Reaching the cemetery was impossible, as the area was full of snipers. So on March 10, Dovgopol and his colleagues dug out a mass grave near a local church, burying 67 people.

They took photos and assigned numbers to every person, passing this information to the police. The hospital managed to identify 35 bodies, including three Ukrainian soldiers. The names of 32 people remained unknown.

A Ukrainian soldier talks to a woman in Bucha, a city north of Kyiv, on March 13, 2022. (Getty Images)

For the few days that followed, Dovgopol and his colleagues drove around Bucha with whatever food they had left, letting people know of upcoming evacuations. Russian forces in the city didn’t threaten their ambulance, but controlled their movement. Two Russian military vehicles followed them everywhere they went.

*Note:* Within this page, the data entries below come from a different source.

//! Scenario and property tests for the full projection pipeline

use std::collections::BTreeMap;

use chrono::Weekday;
use proptest::prelude::*;
use rust_decimal::Decimal;
use rust_decimal_macros::dec;

use crate::allocation::allocate;
use crate::config::{FacilityConfig, PrimeWindow, ScheduleConfig};
use crate::finance::{annuity_payment, member_count};
use crate::guardrails::GuardrailStatus;
use crate::rates::{Bucket, RateCategory, RateTable};
use crate::revenue::{league_weekly_players, monthly_normalized_players};
use crate::{compute, EngineError};

/// Seven equal evening windows giving a 24% prime share on 4 courts × 14 h
fn config_with_prime_share_24() -> FacilityConfig {
    let days = [
        Weekday::Mon,
        Weekday::Tue,
        Weekday::Wed,
        Weekday::Thu,
        Weekday::Fri,
        Weekday::Sat,
        Weekday::Sun,
    ];
    let mut config = FacilityConfig::default();
    config.schedule = ScheduleConfig { prime_windows: days.iter().map(|d| PrimeWindow::new(*d, 17.0, 20.36)).collect() };
    config
}

#[cfg(test)]
mod scenario_tests {
    use super::*;

    #[test]
    fn test_prime_hours_per_month_at_24_percent_share() {
        let config = config_with_prime_share_24();
        let alloc = allocate(&config).unwrap();
        assert!((alloc.prime_share() - 0.24).abs() < 1e-9);
        // 1 680 court-hours per 30 days × 24%
        let monthly = alloc.prime_hours_for_days(30.0);
        assert!((monthly - 403.0).abs() <= 1.0, "prime hours/month {monthly}");
        assert!(compute(&config).is_ok());
    }

    #[test]
    fn test_league_players_for_sixty_blocks() {
        let weekly = league_weekly_players(60, 4, 4, 0.9);
        assert_eq!(weekly.round(), 864.0);
        let monthly = monthly_normalized_players(weekly, 4.33, 6.0);
        assert!((monthly - 624.0).abs() <= 5.0, "monthly players {monthly}");
    }

    #[test]
    fn test_sixty_blocks_clamped_to_prime_supply() {
        let mut config = FacilityConfig::default();
        config.league.blocks_per_week = Some(60);
        let bundle = compute(&config).unwrap();

        assert_eq!(bundle.allocation.league_blocks, 22);
        assert!(bundle.allocation.league_prime_hours <= bundle.allocation.prime_hours);
        assert_eq!(bundle.guardrails.get("league_capacity").map(|c| c.status), Some(GuardrailStatus::Warn));
        assert!(bundle.guardrails.passed());
    }

    #[test]
    fn test_reference_loan_payment() {
        let payment = annuity_payment(dec!(934925), 0.09, 120);
        assert!((payment - dec!(11843)).abs() <= dec!(5), "payment {payment}");

        let bundle = compute(&FacilityConfig::default()).unwrap();
        assert_eq!(bundle.capital.loan, dec!(934925));
        assert_eq!(bundle.statements.loan_payment, payment);
    }

    #[test]
    fn test_members_above_cap_clamp_every_month() {
        let mut config = FacilityConfig::default();
        config.membership.start_members = 400;
        let bundle = compute(&config).unwrap();

        assert!(bundle.statements.months.iter().all(|m| m.members == 350));
        assert_eq!(bundle.guardrails.get("member_cap").map(|c| c.status), Some(GuardrailStatus::Pass));
    }

    #[test]
    fn test_corporate_plus_league_over_prime_is_an_error() {
        let mut config = FacilityConfig::default();
        config.league.blocks_per_week = Some(22);
        config.corporate.prime_events_per_year = 52.0;
        match compute(&config) {
            Err(EngineError::OverAllocation { bucket, requested, available }) => {
                assert_eq!(bucket, Bucket::Prime);
                assert!(requested > available);
            }
            other => panic!("Expected OverAllocation, got {:?}", other.map(|_| ())),
        }
    }
}

#[cfg(test)]
mod pipeline_tests {
    use super::*;

    #[test]
    fn test_compute_is_idempotent() {
        let config = FacilityConfig::default();
        let first = serde_json::to_string(&compute(&config).unwrap()).unwrap();
        let second = serde_json::to_string(&compute(&config).unwrap()).unwrap();
        assert_eq!(first, second);
    }

    #[test]
    fn test_default_run_has_no_failures() {
        let bundle = compute(&FacilityConfig::default()).unwrap();
        let failures: Vec<_> = bundle.guardrails.failures().map(|c| c.name.clone()).collect();
        assert!(failures.is_empty(), "failed guardrails: {failures:?}");
        assert_eq!(bundle.statements.months.len(), 24);
        assert!(bundle.guardrails.checks.len() >= 10);
    }

    #[test]
    fn test_revpach_outside_band_only_warns() {
        let mut config = FacilityConfig::default();
        config.guardrails.revpach_min = 500.0;
        config.guardrails.revpach_max = 600.0;
        let bundle = compute(&config).unwrap();
        let check = bundle.guardrails.get("revpach").unwrap();
        assert_eq!(check.status, GuardrailStatus::Warn);
        assert_eq!(check.threshold, 500.0);
        assert!(bundle.guardrails.passed());
    }

    #[test]
    fn test_unbalanced_capital_fails_sources_uses() {
        let mut config = FacilityConfig::default();
        config.financing.loan_amount = Some(500_000.0);
        let bundle = compute(&config).unwrap();
        assert_eq!(bundle.guardrails.get("sources_uses").map(|c| c.status), Some(GuardrailStatus::Fail));
        // The balance sheet still balances
        assert_eq!(bundle.guardrails.get("balance_sheet").map(|c| c.status), Some(GuardrailStatus::Pass));
    }

    #[test]
    fn test_invalid_fraction_rejected_before_any_work() {
        let mut config = FacilityConfig::default();
        config.open_play.prime_utilization = 1.1;
        assert!(compute(&config).unwrap_err().is_config_error());
    }

    #[test]
    fn test_metrics_series_matches_statements() {
        let bundle = compute(&FacilityConfig::default()).unwrap();
        let series = bundle.metrics_series();
        assert_eq!(series.len(), 24);
        for (metrics, statement) in series.iter().zip(&bundle.statements.months) {
            assert_eq!(metrics.month, statement.month);
            let parts = metrics.membership_revenue + metrics.dropins + metrics.programming + metrics.ancillary;
            assert_eq!(parts, metrics.total_revenue);
        }
    }

    #[test]
    fn test_rev_per_utilized_hour_exceeds_revpach() {
        let bundle = compute(&FacilityConfig::default()).unwrap();
        let per_utilized = bundle.rev_per_utilized_hour();
        assert!(per_utilized.is_finite());
        // Utilized hours are a subset of available hours
        assert!(per_utilized >= bundle.revpach());
    }

    #[test]
    fn test_auto_fitted_league_sells_fewer_seats() {
        let mut config = FacilityConfig::default();
        config.league.courts_used = 8;
        let bundle = compute(&config).unwrap();

        assert_eq!(bundle.allocation.league_courts_used, 6);
        let league = &bundle.revenue.weekly.league;
        // 14 blocks × 6 courts × 4 players
        assert_eq!(league.seats, 336.0);
        assert_eq!(bundle.guardrails.get("league_capacity").map(|c| c.status), Some(GuardrailStatus::Warn));
    }

    #[test]
    fn test_short_horizon() {
        let mut config = FacilityConfig::default();
        config.membership.months = 6;
        let bundle = compute(&config).unwrap();
        assert_eq!(bundle.statements.months.len(), 6);
        assert_eq!(bundle.statements.years.len(), 1);
        assert_eq!(bundle.guardrails.get("league_weeks").map(|c| c.status), Some(GuardrailStatus::Pass));
    }
}

#[cfg(test)]
mod property_tests {
    use super::*;

    proptest! {
        #[test]
        fn allocation_never_overbooks(
            courts in 4u32..10,
            hours_per_day in 8.0f64..18.0,
            blocks in proptest::option::of(0u32..80),
            prime_events in 0.0f64..40.0,
            offpeak_events in 0.0f64..60.0,
        ) {
            let mut config = FacilityConfig::default();
            config.facility.courts = courts;
            config.facility.hours_per_day = hours_per_day;
            config.league.blocks_per_week = blocks;
            config.corporate.prime_events_per_year = prime_events;
            config.corporate.offpeak_events_per_year = offpeak_events;

            match allocate(&config) {
                Ok(alloc) => {
                    prop_assert!(alloc.league_prime_hours <= alloc.prime_hours + 1e-9);
                    prop_assert!(alloc.open_prime_hours >= 0.0);
                    prop_assert!(alloc.open_offpeak_hours >= 0.0);
                    for bucket in Bucket::ALL {
                        let used = alloc.booked_hours(bucket) + alloc.open_hours(bucket);
                        prop_assert!((used - alloc.bucket_hours(bucket)).abs() < 1e-6);
                    }
                }
                Err(e) => {
                    let over = matches!(e, EngineError::OverAllocation { .. });
                    prop_assert!(over, "unexpected {:?}", e);
                }
            }
        }

        #[test]
        fn members_never_exceed_cap(
            cap in 0u32..500,
            start in 0u32..600,
            target in 1u32..600,
            rate in 0.01f64..2.0,
            month in 0u32..120,
        ) {
            let mut config = FacilityConfig::default();
            config.membership.member_cap = cap;
            config.membership.start_members = start;
            config.membership.target_members = target;
            config.membership.growth_rate = rate;
            prop_assert!(member_count(&config.membership, month) <= cap);
            if month > 0 {
                prop_assert!(member_count(&config.membership, month - 1) <= member_count(&config.membership, month));
            }
        }

        #[test]
        fn balance_sheet_always_balances(
            apr in 0.0f64..0.15,
            owner_equity in 0.0f64..2_000_000.0,
            rent in 10_000.0f64..60_000.0,
            loan in proptest::option::of(0.0f64..1_500_000.0),
            tax_rate in 0.0f64..0.4,
        ) {
            let mut config = FacilityConfig::default();
            config.financing.apr = apr;
            config.financing.owner_equity = owner_equity;
            config.financing.loan_amount = loan;
            config.financing.tax_rate = tax_rate;
            config.costs.rent_monthly = rent;

            let bundle = compute(&config).unwrap();
            prop_assert_eq!(bundle.statements.max_balance_gap(), Decimal::ZERO);
            for m in &bundle.statements.months {
                prop_assert_eq!(m.dscr.is_none(), m.debt_service().is_zero());
            }
        }

        #[test]
        fn revenue_stays_under_ceilings(
            prime_util in 0.0f64..=1.0,
            member_share in 0.0f64..=1.0,
            fill in 0.0f64..=1.0,
            league_share in 0.0f64..=1.0,
        ) {
            let mut config = FacilityConfig::default();
            config.open_play.prime_utilization = prime_util;
            config.open_play.member_share_prime = member_share;
            config.open_play.member_share_offpeak = member_share;
            config.league.fill_rate = fill;
            config.league.member_share = league_share;

            let bundle = compute(&config).unwrap();
            prop_assert!(bundle.revenue.weekly.ceilings.iter().all(|c| c.holds()));
            for month in &bundle.revenue.monthly {
                prop_assert!(month.utilized_hours <= month.available_hours + 1e-6);
            }
        }

        #[test]
        fn blended_rate_moves_monotonically_with_tier_weight(
            tier in 0usize..3,
            w1 in 0.0f64..=1.0,
            w2 in 0.0f64..=1.0,
        ) {
            let config = FacilityConfig::default();
            let rates = RateTable::from_config(&config);
            let (lo, hi) = if w1 <= w2 { (w1, w2) } else { (w2, w1) };

            // Reweight one tier, keep the others in proportion
            let mix_at = |w: f64| -> BTreeMap<String, f64> {
                let base = config.pricing.tiers[tier].mix;
                config
                    .pricing
                    .tiers
                    .iter()
                    .enumerate()
                    .map(|(i, t)| {
                        let share = if i == tier { w } else { (1.0 - w) * t.mix / (1.0 - base) };
                        (t.name.clone(), share)
                    })
                    .collect()
            };
            let blended = |w: f64| rates.blended_member_rate(RateCategory::CourtPerHour, Bucket::Prime, &mix_at(w)).unwrap();

            let tier_rate = rates.rate(RateCategory::CourtPerHour, &config.pricing.tiers[tier].name, Bucket::Prime).unwrap();
            let others = blended(0.0);
            let delta = blended(hi) - blended(lo);

            // Direction follows the tier's rate against the rest
            prop_assert!(delta * (tier_rate - others) >= -1e-9);
            // Continuous: bounded by the weight change times the rate spread
            prop_assert!(delta.abs() <= (hi - lo) * (tier_rate - others).abs() + 1e-9);
        }
    }
}

#[test]
fn test_prime_share_helper_fixture() {
    let config = config_with_prime_share_24();
    assert_eq!(config.schedule.prime_windows.len(), 7);
    assert!(config.validate().is_ok());
}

On March 11, Russian soldiers burst into the hospital and demanded to see its leaders.

“There is no government here,” Russians told Dovgopol.

Yet some local officials remained in the city, wearing white uniforms under the cover of hospital staff to avoid being a target.

“We want to collaborate with you,” Russian soldiers told Dovgopol. “And we want you to head the local interim administration. If you want to continue working here, you have to cooperate with us. If you try to leave, you will regret it,” Russians said.

They promised to come back at 11 a.m. the next day. The morning came, but the Russians never showed up.

The hospital’s team agreed to evacuate as soon as possible. There was no evacuation corridor. But as the fighting reignited in Bucha, it became clear that there may not be another chance to get out. Five hospital workers refused to leave – some had nowhere to go, some had old parents to look after.

Dovgopol and his team packed their most expensive medical equipment into vehicles and carefully left the hospital.

As a dozen cars moved through the city, headed by Dovgopol in an ambulance, around 200 civilian cars joined them. The column moved via the route the hospital’s director remembered from a few days ago, when the Red Cross escorted him to Kyiv to pick up extra supplies.

The roads were crowded with shot cars, and bodies of killed civilians in them. Hours later, Dovgopol’s column slowly reached the Ukraine-controlled outskirts of Kyiv, and civilian cars dispersed.

The remaining staff members soon abandoned the hospital, which Russian forces now occupy, Dovgopol said.

“If we stayed, they’d make us slaves of the Russian world,” he added.